Entre prossumidores e prossumidoras, elementos de apoio e assistentes, o mercado reuniu um total de cinco dezenas de pessoas adultas e uma dezena de crianças. A mobilização das mesas e cadeiras disponíveis na sede da Associação para o mercado não permitiu organizar o piquenique, tal como tinha acontecido nas duas últimas edições. Mas foi preparada uma nova edição do Jornal das Trocas, distribuído a todas as prossumidoras e prossumidores. E à semelhança do que se passou na 4ª edição do
mercado, a banca e ponto de informação a visitantes estavam bem visíveis numa mesa colocado na área central do mercado, na confluência entre a zona dos serviços e a zona dos produtos. Pela primeira vez, foi posta em prática a devolução de solidários, aplicando as regras definidas na sessão de avaliação da anterior edição do mercado. Ou seja, cada prossumidora ou prossumidor participante recebeu 10 solidários como
montante base, mais o número de solidários com que acabou a 4ª edição, até a um tecto máximo de 10 solidários. Tendo presente o que se tinha passado no mercado de Setembro, as pessoas acataram a orientação para não avançar com transacções antes da abertura oficial, o que gerou um agradável clima de confiança e bem-estar entre toda a gente. A cerimónia inicial consistiu numa grande roda, em que as pessoas adultas e as crianças presentes entoaram cânticos de Natal. As trocas tiveram início pelas 14 h 45, com algum atraso em relação ao previsto, e concluíram-se um pouco depois das 18, seguidas de um momento de animação proporcionado por um grupo de cantares tradicionais, dirigido por uma artesã que costuma participar no mercado. Mesmo com problemas de saúde, esta prossumidora fez questão de assegurar a presença do seu grupo. A actuação, com uma duração aproximada de 45 m, foi seguida com entusiasmo
pelas pessoas presentes. No final, ainda foi possível realizar um momento de avaliação, com quase toda a gente que se envolveu no funcionamento do mercado. A reflexão centrou-se no interesse em continuar o mercado para além da conclusão da intervenção do projecto. Num clima de grande informalidade, as pessoas presentes manifestaram o seu desejo de prosseguir a experiência e 5 disponibilizaram-se para apoiar a organização, assumindo os contactos com as prossumidoras e prossumidores, com
vista à mobilização, inscrição e confirmação da sua presença em cada nova edição.

Balanço

A experimentação realizada permite afirmar que:
• existe um formato reconhecível, em termos de espaço, ambiente, oferta e procura, moeda, periodicidade, componentes de animação, momento de avaliação, jornal das trocas, regulamento …;
• esse formato foi construído e afinado progressivamente de edição para edição, tendo a evolução resultado, em grande medida, da aplicação das propostas apresentadas por / e discutidas com as pessoas participantes no momento de reflexão e avaliação;
• as pessoas participantes pertencem a grupos etários, a estratos sociais e económicos e a horizontes culturais muito diversos, o que favorece a riqueza das trocas e permite a ocorrência de interacção entre elementos que dificilmente se encontrariam noutras circunstâncias;
• tem se assistido à estabilização de um núcleo alargado de pessoas que aderem e se mantêm no circuito enquanto prossumidoras, sendo igualmente significativo o número de elementos de apoio e assistentes.

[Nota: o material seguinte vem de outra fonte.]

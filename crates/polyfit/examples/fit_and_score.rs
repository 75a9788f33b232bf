//! Polyfit Examples
//!
//! This example demonstrates:
//! - Fitting coefficients for one degree
//! - Evaluator closures and rendered expressions
//! - Scoring a fit with its statistics
//! - Choosing a degree by comparing several fits

use polyfit::prelude::*;

fn main() -> Result<(), PolyfitError> {
    println!("{}", "=".repeat(80));
    println!("Polyfit Examples");
    println!("{}", "=".repeat(80));
    println!();

    example_1_basic_fit()?;
    example_2_degree_selection()?;

    Ok(())
}

/// Example 1: Basic Fit
/// Fits a degree-6 polynomial to eight irregular samples
fn example_1_basic_fit() -> Result<(), PolyfitError> {
    println!("Example 1: Basic Fit");
    println!("{}", "-".repeat(80));

    let x = [-1.0, 0.0, 1.0, 2.0, 3.0, 5.0, 7.0, 9.0];
    let y = [-1.0, 3.0, 2.5, 5.0, 4.0, 2.0, 5.0, 4.0];

    let fit = Polyfit::new(&x, &y)?;
    let terms = fit.compute_coefficients(6)?;

    println!("p(x) = {}", fit.to_expression(6)?);

    let p = fit.evaluator(6)?;
    for xi in [2.0, 3.0, 4.0] {
        println!("p({xi}) = {}", p(xi));
    }

    println!();
    println!("{}", fit.statistics(&terms));

    Ok(())
}

/// Example 2: Degree Selection
/// Compares the standard error of several degrees on the same samples
fn example_2_degree_selection() -> Result<(), PolyfitError> {
    println!("Example 2: Degree Selection");
    println!("{}", "-".repeat(80));

    let x: Vec<f64> = (0..40).map(|i| i as f64 * 0.25).collect();
    let y: Vec<f64> = x
        .iter()
        .map(|&xi| 3.0 - 1.2 * xi + 0.15 * xi * xi + 0.3 * (xi * 3.0).sin())
        .collect();

    let fit = Polyfit::new(&x, &y)?;
    let degrees = [1usize, 2, 3, 5];

    println!("{:>8} {:>14} {:>14}", "Degree", "R²", "Std. error");
    for (degree, terms) in degrees.iter().zip(fit.compute_coefficients_for(&degrees)?) {
        println!(
            "{:>8} {:>14.6} {:>14.6}",
            degree,
            fit.correlation_coefficient(&terms),
            fit.standard_error(&terms)
        );
    }
    println!();

    Ok(())
}
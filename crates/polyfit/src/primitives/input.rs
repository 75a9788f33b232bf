//! Input abstractions for polynomial fitting.
//!
//! ## Purpose
//!
//! This module provides a unified view over the containers a caller may hold
//! samples in (slices, vectors, fixed-size arrays and, with the `ndarray`
//! feature, one-dimensional arrays), so construction accepts all of them
//! through a single interface.
//!
//! ## Design notes
//!
//! * **Zero-copy**: Every implementation hands out a borrowed slice.
//! * **Single precision per call**: `x` and `y` share one element type `T`,
//!   so mixing `f32` and `f64` buffers is rejected at compile time.
//! * **Fail-fast**: Containers that cannot be viewed as a contiguous slice
//!   return [`PolyfitError::InvalidShape`].
//!
//! ## Invariants
//!
//! * Returned slices cover every element of the container, in order.
//!
//! ## Non-goals
//!
//! * This module does not clean, filter, or reshape data.

// Feature-gated imports
#[cfg(not(feature = "std"))]
use alloc::vec::Vec;
#[cfg(feature = "std")]
use std::vec::Vec;

#[cfg(feature = "ndarray")]
use ndarray::{ArrayBase, Data, Ix1};
#[cfg(feature = "ndarray")]
use std::string::ToString;

// External dependencies
use num_traits::Float;

// Internal dependencies
use crate::primitives::errors::PolyfitError;

/// Trait for containers that can be used as a sample sequence.
pub trait PolyfitInput<T: Float> {
    /// View the container as a contiguous slice.
    fn as_polyfit_slice(&self) -> Result<&[T], PolyfitError>;
}

impl<T: Float> PolyfitInput<T> for [T] {
    fn as_polyfit_slice(&self) -> Result<&[T], PolyfitError> {
        Ok(self)
    }
}

impl<T: Float, const N: usize> PolyfitInput<T> for [T; N] {
    fn as_polyfit_slice(&self) -> Result<&[T], PolyfitError> {
        Ok(self.as_slice())
    }
}

impl<T: Float> PolyfitInput<T> for Vec<T> {
    fn as_polyfit_slice(&self) -> Result<&[T], PolyfitError> {
        Ok(self.as_slice())
    }
}

#[cfg(feature = "ndarray")]
impl<T: Float, S> PolyfitInput<T> for ArrayBase<S, Ix1>
where
    S: Data<Elem = T>,
{
    fn as_polyfit_slice(&self) -> Result<&[T], PolyfitError> {
        self.as_slice().ok_or_else(|| {
            PolyfitError::InvalidShape("ndarray input must be contiguous in memory".to_string())
        })
    }
}
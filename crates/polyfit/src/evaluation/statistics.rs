//! Goodness-of-fit statistics for polynomial fits.
//!
//! ## Purpose
//!
//! This module measures how well a coefficient vector describes a sample
//! store: the squared correlation between predicted and observed values,
//! and the standard error of the estimate.
//!
//! ## Design notes
//!
//! * **Prediction-based**: Both metrics evaluate the polynomial at every
//!   sample's `x` and compare against its `y`.
//! * **Defined fallbacks**: Degenerate inputs produce `0` rather than errors
//!   or NaN (constant predictions or observations for the correlation,
//!   fewer than three samples for the standard error).
//! * **Generics**: All computations are generic over `Float` types.
//!
//! ## Key concepts
//!
//! * **Correlation coefficient**: Squared Pearson correlation between
//!   `ŷ_i = p(x_i)` and `y_i`, in `[0, 1]` for finite inputs.
//! * **Standard error**: `sqrt(Σ (ŷ_i - y_i)^2 / (n - 2))`.
//!
//! ## Invariants
//!
//! * Both metrics are non-negative for finite inputs.
//! * Neither metric mutates the samples or the coefficients.
//!
//! ## Non-goals
//!
//! * This module does not perform the fit.
//! * No p-values, confidence bands, or weighted metrics.

// External dependencies
use core::fmt::{Display, Formatter, Result};
use num_traits::Float;

// Internal dependencies
use crate::math::polynomial::regress;
use crate::primitives::samples::Samples;

// ============================================================================
// Statistics Structure
// ============================================================================

/// Goodness-of-fit metrics for one coefficient vector over one sample store.
#[derive(Debug, Clone, Copy, PartialEq)]
pub struct FitStatistics<T> {
    /// Number of samples the metrics were computed over.
    pub n: usize,

    /// Degree of the evaluated polynomial (`terms.len() - 1`, or 0 when empty).
    pub degree: usize,

    /// Squared correlation between predicted and observed values.
    pub correlation_coefficient: T,

    /// Standard error of the estimate.
    pub standard_error: T,
}

impl<T: Float> FitStatistics<T> {
    /// Compute every metric for `terms` over `samples`.
    pub fn compute(samples: &Samples<'_, T>, terms: &[T]) -> Self {
        Self {
            n: samples.len(),
            degree: terms.len().saturating_sub(1),
            correlation_coefficient: Self::calculate_correlation_coefficient(samples, terms),
            standard_error: Self::calculate_standard_error(samples, terms),
        }
    }

    // ========================================================================
    // Correlation
    // ========================================================================

    /// Squared correlation coefficient between `p(x_i)` and `y_i`.
    ///
    /// Returns zero when the denominator vanishes, i.e. when the predicted or
    /// the observed values are constant, and for an empty store.
    pub fn calculate_correlation_coefficient(samples: &Samples<'_, T>, terms: &[T]) -> T {
        let n = samples.len();
        if n == 0 {
            return T::zero();
        }
        let n_t = T::from(n).unwrap_or_else(T::nan);

        let mut sx = T::zero();
        let mut sy = T::zero();
        let mut sxy = T::zero();
        let mut sx2 = T::zero();
        let mut sy2 = T::zero();

        for (xi, yi) in samples.iter() {
            let predicted = regress(xi, terms);
            sx = sx + predicted;
            sy = sy + yi;
            sxy = sxy + predicted * yi;
            sx2 = sx2 + predicted * predicted;
            sy2 = sy2 + yi * yi;
        }

        let div = ((sx2 - (sx * sx) / n_t) * (sy2 - (sy * sy) / n_t)).sqrt();
        if div == T::zero() {
            return T::zero();
        }

        let r = (sxy - (sx * sy) / n_t) / div;
        r * r
    }

    // ========================================================================
    // Standard Error
    // ========================================================================

    /// Standard error of the estimate, `sqrt(Σ (p(x_i) - y_i)^2 / (n - 2))`.
    ///
    /// Returns zero for two or fewer samples.
    pub fn calculate_standard_error(samples: &Samples<'_, T>, terms: &[T]) -> T {
        let n = samples.len();
        if n <= 2 {
            return T::zero();
        }

        let rss = samples.iter().fold(T::zero(), |acc, (xi, yi)| {
            let residual = regress(xi, terms) - yi;
            acc + residual * residual
        });

        (rss / T::from(n - 2).unwrap_or_else(T::nan)).sqrt()
    }
}

// ============================================================================
// Display Implementation
// ============================================================================

impl<T: Float + Display> Display for FitStatistics<T> {
    fn fmt(&self, f: &mut Formatter<'_>) -> Result {
        writeln!(f, "Fit Statistics:")?;
        writeln!(f, "  Data points:     {}", self.n)?;
        writeln!(f, "  Degree:          {}", self.degree)?;
        writeln!(f, "  Correlation R²:  {:.6}", self.correlation_coefficient)?;
        writeln!(f, "  Standard error:  {:.6}", self.standard_error)?;
        Ok(())
    }
}
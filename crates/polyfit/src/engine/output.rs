//! Fitted polynomial output type.
//!
//! ## Purpose
//!
//! This module defines [`Polynomial`], the value returned for a fitted
//! degree. It owns its coefficient vector, evaluates at query points, and
//! renders itself as a human-readable expression.
//!
//! ## Design notes
//!
//! * **No back-references**: A polynomial holds only its coefficients, not
//!   the samples or the matrix that produced it.
//! * **Closures**: [`Polynomial::into_fn`] moves the coefficients into a
//!   closure, so a callable evaluator never depends on generated source text.
//! * **Rendering**: `Display` produces `c0 + c1x^1 + c2x^2 + ...` with each
//!   coefficient in its shortest round-trip decimal form; negative
//!   coefficients keep their sign (`+ -0.5x^2`).
//!
//! ## Invariants
//!
//! * `terms[i]` is the coefficient of `x^i`.
//!
//! ## Non-goals
//!
//! * No symbolic simplification or rounding in the rendered expression.

// Feature-gated imports
#[cfg(not(feature = "std"))]
use alloc::vec::Vec;
#[cfg(feature = "std")]
use std::vec::Vec;

// External dependencies
use core::fmt::{Display, Formatter, Result};
use num_traits::Float;

// Internal dependencies
use crate::math::polynomial::regress;

// ============================================================================
// Polynomial
// ============================================================================

/// A polynomial in ascending coefficient order.
#[derive(Debug, Clone, PartialEq)]
pub struct Polynomial<T> {
    terms: Vec<T>,
}

impl<T: Float> Polynomial<T> {
    /// Wrap a coefficient vector, `terms[i]` multiplying `x^i`.
    pub fn from_terms(terms: Vec<T>) -> Self {
        Self { terms }
    }

    /// Coefficients in ascending order of exponent.
    #[inline]
    pub fn terms(&self) -> &[T] {
        &self.terms
    }

    /// Give back the coefficient vector.
    pub fn into_terms(self) -> Vec<T> {
        self.terms
    }

    /// Highest exponent represented (`terms.len() - 1`).
    #[inline]
    pub fn degree(&self) -> usize {
        self.terms.len().saturating_sub(1)
    }

    /// Evaluate at `x`.
    #[inline]
    pub fn evaluate(&self, x: T) -> T {
        regress(x, &self.terms)
    }

    /// Evaluate at each point of `xs`.
    pub fn evaluate_all(&self, xs: &[T]) -> Vec<T> {
        xs.iter().map(|&x| self.evaluate(x)).collect()
    }

    /// Borrowing evaluator closure.
    pub fn as_fn(&self) -> impl Fn(T) -> T + '_ {
        move |x| regress(x, &self.terms)
    }

    /// Owning evaluator closure; the coefficients move into it.
    pub fn into_fn(self) -> impl Fn(T) -> T {
        let terms = self.terms;
        move |x| regress(x, &terms)
    }
}

// ============================================================================
// Display Implementation
// ============================================================================

impl<T: Float + Display> Display for Polynomial<T> {
    fn fmt(&self, f: &mut Formatter<'_>) -> Result {
        for (i, term) in self.terms.iter().enumerate() {
            match i {
                0 => write!(f, "{term}")?,
                _ => write!(f, " + {term}x^{i}")?,
            }
        }
        Ok(())
    }
}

As pessoas envolvidas no mercado ascendem a 147 (117 mulheres e 30 homens). Cada sessão contou, em média, com 41 prossumidoras e prossumidores, para além dos elementos de apoio, dos membros da equipa e dos visitantes. Em termos de fidelização, é importante registar que 33 prossumidoras e prossumidores estiveram presentes em pelo menos duas edições e 14 em pelo menos três, mesmo com a maioria das pessoas a entrar no mercado apenas a partir da 2ª edição. Em termos de compreensão e de adesão ao que o Mercado representa enquanto dispositivo de economia solidária, os adquiridos são evidentes:
• Interiorização pelas pessoas participantes do conceito de prossumidora/prossumidor e da sua centralidade no Mercado. O erro cometido pela equipa organizadora, no momento da 2ª edição do Mercado, ao não respeitar cabalmente o conceito subjacente à actividade, teve a vantagem de conduzir à recusa consciente do acesso ao consumo a quem não esteja em condições de oferecer bens ou serviços.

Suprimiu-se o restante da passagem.